Si dice che il tempo serve a lenire i dolori dell’anima. è vero in molti casi, ma non in tutti. Lo sa bene Saeeda Khatoon che ha perso il suo unico figlio nell’incendio della fabbrica Ali Enterprises di Karachi l’11 settembre 2012. Da allora, ha continuato a lottare insieme all’Ali Enterprises Factory Fire Affectees Association (AEFFAA), di cui è Presidente, per chiedere giustizia per i sopravvissuti e i familiari delle vittime.

È una dei quattro cittadini pakistani ad aver intentato causa contro KiK in Germania. AEFFAA fa parte della coalizione di organizzazioni internazionali che ha inoltrato la denuncia all’OCSE nell’autunno 2018 contro la società italiana RINA, colpevole di aver certificato la perfetta corrispondenza della fabbrica agli standard di sicurezza previsti a livello internazionale e nazionale.

Questa mattina Saeeda ha partecipato alla conferenza stampa organizzata per fare il punto sui percorsi legali intrapresi per ottenere piena giustizia per le vittime, tra cui la causa in corso presso la corte di Dortmund, alla quale cui le vittime per la prima volta hanno partecipato presenziando ad un’audizione orale il 29 novembre, l’indagine penale in Italia e il processo in Pakistan.

Durante l’evento è stato inoltre presentato il caso dell’istanza inoltrata al Punto di Contatto Nazionale in Italia (PCN) delle Linee Guida OCSE destinate alle imprese multinazionali contro RINA per aver fallito nell’identificare le lacune nelle misure di sicurezza solo poche settimane prima dell’incendio.

Come ha sottolineato Ben Vanpeperstraete, coordinatore del team Lobby e Advocacy della Clean Clothes Campaign, “può accadere che un incendio divampi. Ciò non deve succedere sono le conseguenze drammatiche che si sono avute nella fabbrica dell’Ali Enterprises che si sarebbero potute tranquillamente evitare se solo i controllori per la sicurezza avessero fatto correttamente il loro lavoro”.

La società di controllo RINA, infatti, solo poche settimane prima dell’incendio, aveva certificato che la struttura della fabbrica era perfettamente a norma e rispettava tutti gli standard di sicurezza. La realtà dei giorni successivi ai controlli ha però dimostrato l’esatto contrario.
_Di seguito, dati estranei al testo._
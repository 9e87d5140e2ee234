//! Application Services
//!
//! Services that orchestrate domain logic and coordinate between ports.
//!
//! - `StreamingAdapter`: per-broker connection state machine and event stream
//! - `PluginCatalog`: compiled-in broker plugins
//! - `PluginLoader`: activation and resolution into a `BrokerRegistry`
//! - `AdapterDirectory`: live adapters for diagnostics

pub mod adapter;
pub mod catalog;
pub mod directory;
pub mod loader;
pub mod registry;

pub use adapter::{
    AdapterError, AdapterSettings, AdapterSnapshot, BrokerProfile, StandardAdapterFactory,
    StreamingAdapter,
};
pub use catalog::{PluginCatalog, PluginRegistration, PluginResolutionError, ResolvedPlugin};
pub use directory::AdapterDirectory;
pub use loader::{LoadOutcome, PluginLoader};
pub use registry::{BrokerRegistry, BrokerRegistryEntry, RegistryError, SharedRegistry};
Oggi, nonostante un primo risarcimento sia stato concesso alle famiglie delle vittime e ai sopravvissuti, Clean Clothes Campain, Abiti Puliti, Movimento Consumatori, European Center for Constitutional and Human Rights e Ali Enterprises Factory Fire Affectees Association, chiedono che la giustizia faccia un altro passo avanti. Servono innanzitutto le scuse da parte di RINA e, naturalmente un indennizzo per i danni fisici, economici e morali subiti da coloro che direttamente o indirettamente sono rimasti coinvolti nell’incendio.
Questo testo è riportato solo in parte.